"""

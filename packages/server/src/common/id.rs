//! Typed UUID wrappers.
//!
//! `Id<T>` wraps a `uuid::Uuid` and carries a phantom entity marker, so an
//! `OrderId` can never be passed where a `UserId` is expected:
//!
//! ```compile_fail
//! use server_core::common::{OrderId, UserId};
//!
//! let order_id = OrderId::new();
//! let user_id: UserId = order_id;
//! ```
//!
//! New ids are UUIDv7, which keeps primary keys roughly insertion-ordered.

use serde::{Deserialize, Deserializer, Serialize, Serializer};
use std::cmp::Ordering;
use std::fmt::{self, Debug, Display};
use std::hash::{Hash, Hasher};
use std::marker::PhantomData;
use std::str::FromStr;
use uuid::Uuid;

#[repr(transparent)]
pub struct Id<T>(Uuid, PhantomData<fn() -> T>);

impl<T> Id<T> {
    /// Creates a new time-ordered (v7) id.
    #[inline]
    pub fn new() -> Self {
        Self(Uuid::now_v7(), PhantomData)
    }

    #[inline]
    pub fn from_uuid(uuid: Uuid) -> Self {
        Self(uuid, PhantomData)
    }

    #[inline]
    pub fn into_uuid(self) -> Uuid {
        self.0
    }

    #[inline]
    pub fn as_uuid(&self) -> &Uuid {
        &self.0
    }

    /// Parses an id from its hyphenated string form (path segments, tokens).
    #[inline]
    pub fn parse(s: &str) -> Result<Self, uuid::Error> {
        Ok(Self(Uuid::parse_str(s)?, PhantomData))
    }
}

impl<T> Default for Id<T> {
    fn default() -> Self {
        Self::new()
    }
}

// ============================================================================
// Standard trait implementations
// ============================================================================

// Written by hand: derives would require `T: Clone + Eq + ...` on the marker.

impl<T> Clone for Id<T> {
    #[inline]
    fn clone(&self) -> Self {
        *self
    }
}

impl<T> Copy for Id<T> {}

impl<T> Debug for Id<T> {
    fn fmt(&self, f: &mut fmt::Formatter<'_>) -> fmt::Result {
        let name = std::any::type_name::<T>();
        let short = name.rsplit("::").next().unwrap_or(name);
        f.debug_tuple(&format!("Id<{}>", short)).field(&self.0).finish()
    }
}

impl<T> Display for Id<T> {
    fn fmt(&self, f: &mut fmt::Formatter<'_>) -> fmt::Result {
        Display::fmt(&self.0, f)
    }
}

impl<T> PartialEq for Id<T> {
    #[inline]
    fn eq(&self, other: &Self) -> bool {
        self.0 == other.0
    }
}

impl<T> Eq for Id<T> {}

impl<T> PartialOrd for Id<T> {
    #[inline]
    fn partial_cmp(&self, other: &Self) -> Option<Ordering> {
        Some(self.cmp(other))
    }
}

impl<T> Ord for Id<T> {
    #[inline]
    fn cmp(&self, other: &Self) -> Ordering {
        self.0.cmp(&other.0)
    }
}

impl<T> Hash for Id<T> {
    #[inline]
    fn hash<H: Hasher>(&self, state: &mut H) {
        self.0.hash(state);
    }
}

impl<T> From<Uuid> for Id<T> {
    #[inline]
    fn from(uuid: Uuid) -> Self {
        Self::from_uuid(uuid)
    }
}

impl<T> From<Id<T>> for Uuid {
    #[inline]
    fn from(id: Id<T>) -> Self {
        id.0
    }
}

impl<T> FromStr for Id<T> {
    type Err = uuid::Error;

    fn from_str(s: &str) -> Result<Self, Self::Err> {
        Self::parse(s)
    }
}

// ============================================================================
// Serde support
// ============================================================================

impl<T> Serialize for Id<T> {
    fn serialize<S: Serializer>(&self, serializer: S) -> Result<S::Ok, S::Error> {
        self.0.serialize(serializer)
    }
}

impl<'de, T> Deserialize<'de> for Id<T> {
    fn deserialize<D: Deserializer<'de>>(deserializer: D) -> Result<Self, D::Error> {
        Uuid::deserialize(deserializer).map(Self::from_uuid)
    }
}

// ============================================================================
// sqlx support
// ============================================================================

use sqlx::encode::IsNull;
use sqlx::error::BoxDynError;
use sqlx::postgres::{PgArgumentBuffer, PgHasArrayType, PgTypeInfo, PgValueRef, Postgres};
use sqlx::{Decode, Encode, Type};

impl<T> Type<Postgres> for Id<T> {
    fn type_info() -> PgTypeInfo {
        <Uuid as Type<Postgres>>::type_info()
    }

    fn compatible(ty: &PgTypeInfo) -> bool {
        <Uuid as Type<Postgres>>::compatible(ty)
    }
}

impl<T> PgHasArrayType for Id<T> {
    fn array_type_info() -> PgTypeInfo {
        <Uuid as PgHasArrayType>::array_type_info()
    }
}

impl<T> Encode<'_, Postgres> for Id<T> {
    fn encode_by_ref(&self, buf: &mut PgArgumentBuffer) -> Result<IsNull, BoxDynError> {
        <Uuid as Encode<Postgres>>::encode_by_ref(&self.0, buf)
    }
}

impl<T> Decode<'_, Postgres> for Id<T> {
    fn decode(value: PgValueRef<'_>) -> Result<Self, BoxDynError> {
        <Uuid as Decode<Postgres>>::decode(value).map(Self::from_uuid)
    }
}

"""

◆ **Problem to work on**
Determine the count of lines in the data that contain the string "other", and reply with that count alone.

◆ **Response to the task**
6